◆ **TASK PROMPT**
Would you output each record exactly as it stands?

◆ **AVAILABLE RECORDS**
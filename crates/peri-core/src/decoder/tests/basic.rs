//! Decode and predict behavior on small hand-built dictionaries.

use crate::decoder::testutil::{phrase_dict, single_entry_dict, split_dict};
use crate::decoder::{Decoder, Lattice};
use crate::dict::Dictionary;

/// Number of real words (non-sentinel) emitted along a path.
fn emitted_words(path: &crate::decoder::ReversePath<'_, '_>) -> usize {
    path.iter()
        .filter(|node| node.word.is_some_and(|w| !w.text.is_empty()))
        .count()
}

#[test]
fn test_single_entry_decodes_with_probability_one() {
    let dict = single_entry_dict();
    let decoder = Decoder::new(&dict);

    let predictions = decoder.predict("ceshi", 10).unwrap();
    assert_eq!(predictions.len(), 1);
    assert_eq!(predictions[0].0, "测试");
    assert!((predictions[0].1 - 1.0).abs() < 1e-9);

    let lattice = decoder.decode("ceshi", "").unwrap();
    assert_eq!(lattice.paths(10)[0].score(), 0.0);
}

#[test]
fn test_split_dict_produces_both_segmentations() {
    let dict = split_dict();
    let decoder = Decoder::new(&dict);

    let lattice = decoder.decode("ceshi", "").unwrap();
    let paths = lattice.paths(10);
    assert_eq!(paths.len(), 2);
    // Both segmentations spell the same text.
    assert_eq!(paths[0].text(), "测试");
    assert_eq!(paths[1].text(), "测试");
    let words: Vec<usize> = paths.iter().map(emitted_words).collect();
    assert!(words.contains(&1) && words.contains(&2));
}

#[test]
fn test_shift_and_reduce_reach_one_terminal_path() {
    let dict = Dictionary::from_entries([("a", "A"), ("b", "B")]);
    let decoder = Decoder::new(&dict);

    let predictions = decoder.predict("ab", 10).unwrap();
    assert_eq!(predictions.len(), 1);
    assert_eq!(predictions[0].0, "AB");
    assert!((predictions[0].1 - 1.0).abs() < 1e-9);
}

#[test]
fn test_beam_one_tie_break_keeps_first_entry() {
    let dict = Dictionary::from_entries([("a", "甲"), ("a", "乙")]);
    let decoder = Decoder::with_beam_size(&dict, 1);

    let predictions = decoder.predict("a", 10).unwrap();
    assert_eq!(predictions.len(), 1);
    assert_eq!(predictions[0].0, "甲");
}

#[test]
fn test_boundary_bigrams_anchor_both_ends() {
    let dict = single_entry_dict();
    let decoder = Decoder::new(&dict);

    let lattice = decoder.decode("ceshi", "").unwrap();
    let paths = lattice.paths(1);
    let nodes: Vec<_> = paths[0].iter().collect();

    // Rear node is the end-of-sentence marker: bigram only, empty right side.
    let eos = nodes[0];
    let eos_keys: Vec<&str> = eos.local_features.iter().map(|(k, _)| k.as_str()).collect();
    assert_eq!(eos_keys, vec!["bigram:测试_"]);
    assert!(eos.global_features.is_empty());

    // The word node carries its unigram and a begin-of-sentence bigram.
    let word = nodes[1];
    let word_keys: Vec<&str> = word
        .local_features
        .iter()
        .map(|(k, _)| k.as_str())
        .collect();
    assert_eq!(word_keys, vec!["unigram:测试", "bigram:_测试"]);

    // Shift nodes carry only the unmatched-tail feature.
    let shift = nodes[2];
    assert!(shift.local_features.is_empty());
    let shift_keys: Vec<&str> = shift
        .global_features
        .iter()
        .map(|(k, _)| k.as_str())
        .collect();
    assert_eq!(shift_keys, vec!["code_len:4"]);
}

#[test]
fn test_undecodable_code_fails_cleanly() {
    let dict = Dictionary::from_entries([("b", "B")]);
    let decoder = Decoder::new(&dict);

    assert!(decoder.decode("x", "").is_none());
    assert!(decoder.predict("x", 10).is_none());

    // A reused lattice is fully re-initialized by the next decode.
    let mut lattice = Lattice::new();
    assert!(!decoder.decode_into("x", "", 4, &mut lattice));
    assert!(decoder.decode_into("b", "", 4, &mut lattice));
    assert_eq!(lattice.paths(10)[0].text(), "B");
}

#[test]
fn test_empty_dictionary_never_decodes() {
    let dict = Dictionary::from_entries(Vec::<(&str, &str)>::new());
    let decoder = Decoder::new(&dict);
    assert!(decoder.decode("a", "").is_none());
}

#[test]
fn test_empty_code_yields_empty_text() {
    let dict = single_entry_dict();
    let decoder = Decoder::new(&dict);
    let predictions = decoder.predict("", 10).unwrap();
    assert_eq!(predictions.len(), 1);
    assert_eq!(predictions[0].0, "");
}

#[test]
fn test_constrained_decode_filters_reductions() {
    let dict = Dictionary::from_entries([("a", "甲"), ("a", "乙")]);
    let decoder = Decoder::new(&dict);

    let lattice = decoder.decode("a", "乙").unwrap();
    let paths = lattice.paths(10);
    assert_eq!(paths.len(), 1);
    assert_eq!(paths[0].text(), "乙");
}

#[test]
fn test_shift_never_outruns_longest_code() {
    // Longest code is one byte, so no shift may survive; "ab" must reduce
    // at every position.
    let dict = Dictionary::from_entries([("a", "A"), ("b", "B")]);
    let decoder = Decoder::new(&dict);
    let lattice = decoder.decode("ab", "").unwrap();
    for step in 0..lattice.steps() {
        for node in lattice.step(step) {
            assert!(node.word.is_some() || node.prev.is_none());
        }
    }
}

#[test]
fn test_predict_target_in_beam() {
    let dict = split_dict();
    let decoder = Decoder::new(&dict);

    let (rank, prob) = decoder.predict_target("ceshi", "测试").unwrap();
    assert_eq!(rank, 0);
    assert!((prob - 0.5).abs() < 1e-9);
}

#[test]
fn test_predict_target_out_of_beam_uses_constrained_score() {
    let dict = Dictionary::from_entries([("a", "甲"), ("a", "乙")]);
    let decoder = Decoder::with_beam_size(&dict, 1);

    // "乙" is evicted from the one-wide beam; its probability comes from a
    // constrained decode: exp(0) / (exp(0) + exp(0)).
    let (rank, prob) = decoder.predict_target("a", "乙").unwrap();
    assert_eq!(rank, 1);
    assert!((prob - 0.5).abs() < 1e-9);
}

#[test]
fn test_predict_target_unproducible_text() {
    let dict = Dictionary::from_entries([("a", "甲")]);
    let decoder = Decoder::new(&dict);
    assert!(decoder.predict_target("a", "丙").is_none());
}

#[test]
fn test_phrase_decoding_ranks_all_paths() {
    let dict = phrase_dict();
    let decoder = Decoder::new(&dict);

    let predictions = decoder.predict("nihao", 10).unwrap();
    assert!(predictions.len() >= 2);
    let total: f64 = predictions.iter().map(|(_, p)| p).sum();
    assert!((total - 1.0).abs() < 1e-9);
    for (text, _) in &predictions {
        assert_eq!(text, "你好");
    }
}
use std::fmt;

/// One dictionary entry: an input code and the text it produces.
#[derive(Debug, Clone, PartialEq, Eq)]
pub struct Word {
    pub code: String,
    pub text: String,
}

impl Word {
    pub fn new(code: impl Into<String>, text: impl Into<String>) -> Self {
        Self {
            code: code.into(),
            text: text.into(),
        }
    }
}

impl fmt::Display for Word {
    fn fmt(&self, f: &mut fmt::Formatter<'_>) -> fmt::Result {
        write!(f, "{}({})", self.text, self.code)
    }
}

◆ **WRITTEN RESPONSE**
filename crates/peri-core/src/decoder/tests/basic.rs
//! Decode and predict behavior on small hand-built dictionaries.

use crate::decoder::testutil::{phrase_dict, single_entry_dict, split_dict};
use crate::decoder::{Decoder, Lattice};
use crate::dict::Dictionary;

/// Number of real words (non-sentinel) emitted along a path.
fn emitted_words(path: &crate::decoder::ReversePath<'_, '_>) -> usize {
    path.iter()
        .filter(|node| node.word.is_some_and(|w| !w.text.is_empty()))
        .count()
}

#[test]
fn test_single_entry_decodes_with_probability_one() {
    let dict = single_entry_dict();
    let decoder = Decoder::new(&dict);

    let predictions = decoder.predict("ceshi", 10).unwrap();
    assert_eq!(predictions.len(), 1);
    assert_eq!(predictions[0].0, "测试");
    assert!((predictions[0].1 - 1.0).abs() < 1e-9);

    let lattice = decoder.decode("ceshi", "").unwrap();
    assert_eq!(lattice.paths(10)[0].score(), 0.0);
}

#[test]
fn test_split_dict_produces_both_segmentations() {
    let dict = split_dict();
    let decoder = Decoder::new(&dict);

    let lattice = decoder.decode("ceshi", "").unwrap();
    let paths = lattice.paths(10);
    assert_eq!(paths.len(), 2);
    // Both segmentations spell the same text.
    assert_eq!(paths[0].text(), "测试");
    assert_eq!(paths[1].text(), "测试");
    let words: Vec<usize> = paths.iter().map(emitted_words).collect();
    assert!(words.contains(&1) && words.contains(&2));
}

#[test]
fn test_shift_and_reduce_reach_one_terminal_path() {
    let dict = Dictionary::from_entries([("a", "A"), ("b", "B")]);
    let decoder = Decoder::new(&dict);

    let predictions = decoder.predict("ab", 10).unwrap();
    assert_eq!(predictions.len(), 1);
    assert_eq!(predictions[0].0, "AB");
    assert!((predictions[0].1 - 1.0).abs() < 1e-9);
}

#[test]
fn test_beam_one_tie_break_keeps_first_entry() {
    let dict = Dictionary::from_entries([("a", "甲"), ("a", "乙")]);
    let decoder = Decoder::with_beam_size(&dict, 1);

    let predictions = decoder.predict("a", 10).unwrap();
    assert_eq!(predictions.len(), 1);
    assert_eq!(predictions[0].0, "甲");
}

#[test]
fn test_boundary_bigrams_anchor_both_ends() {
    let dict = single_entry_dict();
    let decoder = Decoder::new(&dict);

    let lattice = decoder.decode("ceshi", "").unwrap();
    let paths = lattice.paths(1);
    let nodes: Vec<_> = paths[0].iter().collect();

    // Rear node is the end-of-sentence marker: bigram only, empty right side.
    let eos = nodes[0];
    let eos_keys: Vec<&str> = eos.local_features.iter().map(|(k, _)| k.as_str()).collect();
    assert_eq!(eos_keys, vec!["bigram:测试_"]);
    assert!(eos.global_features.is_empty());

    // The word node carries its unigram and a begin-of-sentence bigram.
    let word = nodes[1];
    let word_keys: Vec<&str> = word
        .local_features
        .iter()
        .map(|(k, _)| k.as_str())
        .collect();
    assert_eq!(word_keys, vec!["unigram:测试", "bigram:_测试"]);

    // Shift nodes carry only the unmatched-tail feature.
    let shift = nodes[2];
    assert!(shift.local_features.is_empty());
    let shift_keys: Vec<&str> = shift
        .global_features
        .iter()
        .map(|(k, _)| k.as_str())
        .collect();
    assert_eq!(shift_keys, vec!["code_len:4"]);
}

#[test]
fn test_undecodable_code_fails_cleanly() {
    let dict = Dictionary::from_entries([("b", "B")]);
    let decoder = Decoder::new(&dict);

    assert!(decoder.decode("x", "").is_none());
    assert!(decoder.predict("x", 10).is_none());

    // A reused lattice is fully re-initialized by the next decode.
    let mut lattice = Lattice::new();
    assert!(!decoder.decode_into("x", "", 4, &mut lattice));
    assert!(decoder.decode_into("b", "", 4, &mut lattice));
    assert_eq!(lattice.paths(10)[0].text(), "B");
}

#[test]
fn test_empty_dictionary_never_decodes() {
    let dict = Dictionary::from_entries(Vec::<(&str, &str)>::new());
    let decoder = Decoder::new(&dict);
    assert!(decoder.decode("a", "").is_none());
}

#[test]
fn test_empty_code_yields_empty_text() {
    let dict = single_entry_dict();
    let decoder = Decoder::new(&dict);
    let predictions = decoder.predict("", 10).unwrap();
    assert_eq!(predictions.len(), 1);
    assert_eq!(predictions[0].0, "");
}

#[test]
fn test_constrained_decode_filters_reductions() {
    let dict = Dictionary::from_entries([("a", "甲"), ("a", "乙")]);
    let decoder = Decoder::new(&dict);

    let lattice = decoder.decode("a", "乙").unwrap();
    let paths = lattice.paths(10);
    assert_eq!(paths.len(), 1);
    assert_eq!(paths[0].text(), "乙");
}

#[test]
fn test_shift_never_outruns_longest_code() {
    // Longest code is one byte, so no shift may survive; "ab" must reduce
    // at every position.
    let dict = Dictionary::from_entries([("a", "A"), ("b", "B")]);
    let decoder = Decoder::new(&dict);
    let lattice = decoder.decode("ab", "").unwrap();
    for step in 0..lattice.steps() {
        for node in lattice.step(step) {
            assert!(node.word.is_some() || node.prev.is_none());
        }
    }
}

#[test]
fn test_predict_target_in_beam() {
    let dict = split_dict();
    let decoder = Decoder::new(&dict);

    let (rank, prob) = decoder.predict_target("ceshi", "测试").unwrap();
    assert_eq!(rank, 0);
    assert!((prob - 0.5).abs() < 1e-9);
}

#[test]
fn test_predict_target_out_of_beam_uses_constrained_score() {
    let dict = Dictionary::from_entries([("a", "甲"), ("a", "乙")]);
    let decoder = Decoder::with_beam_size(&dict, 1);

    // "乙" is evicted from the one-wide beam; its probability comes from a
    // constrained decode: exp(0) / (exp(0) + exp(0)).
    let (rank, prob) = decoder.predict_target("a", "乙").unwrap();
    assert_eq!(rank, 1);
    assert!((prob - 0.5).abs() < 1e-9);
}

#[test]
fn test_predict_target_unproducible_text() {
    let dict = Dictionary::from_entries([("a", "甲")]);
    let decoder = Decoder::new(&dict);
    assert!(decoder.predict_target("a", "丙").is_none());
}

#[test]
fn test_phrase_decoding_ranks_all_paths() {
    let dict = phrase_dict();
    let decoder = Decoder::new(&dict);

    let predictions = decoder.predict("nihao", 10).unwrap();
    assert!(predictions.len() >= 2);
    let total: f64 = predictions.iter().map(|(_, p)| p).sum();
    assert!((total - 1.0).abs() < 1e-9);
    for (text, _) in &predictions {
        assert_eq!(text, "你好");
    }
}
use std::fmt;

/// One dictionary entry: an input code and the text it produces.
#[derive(Debug, Clone, PartialEq, Eq)]
pub struct Word {
    pub code: String,
    pub text: String,
}

impl Word {
    pub fn new(code: impl Into<String>, text: impl Into<String>) -> Self {
        Self {
            code: code.into(),
            text: text.into(),
        }
    }
}

impl fmt::Display for Word {
    fn fmt(&self, f: &mut fmt::Formatter<'_>) -> fmt::Result {
        write!(f, "{}({})", self.text, self.code)
    }
}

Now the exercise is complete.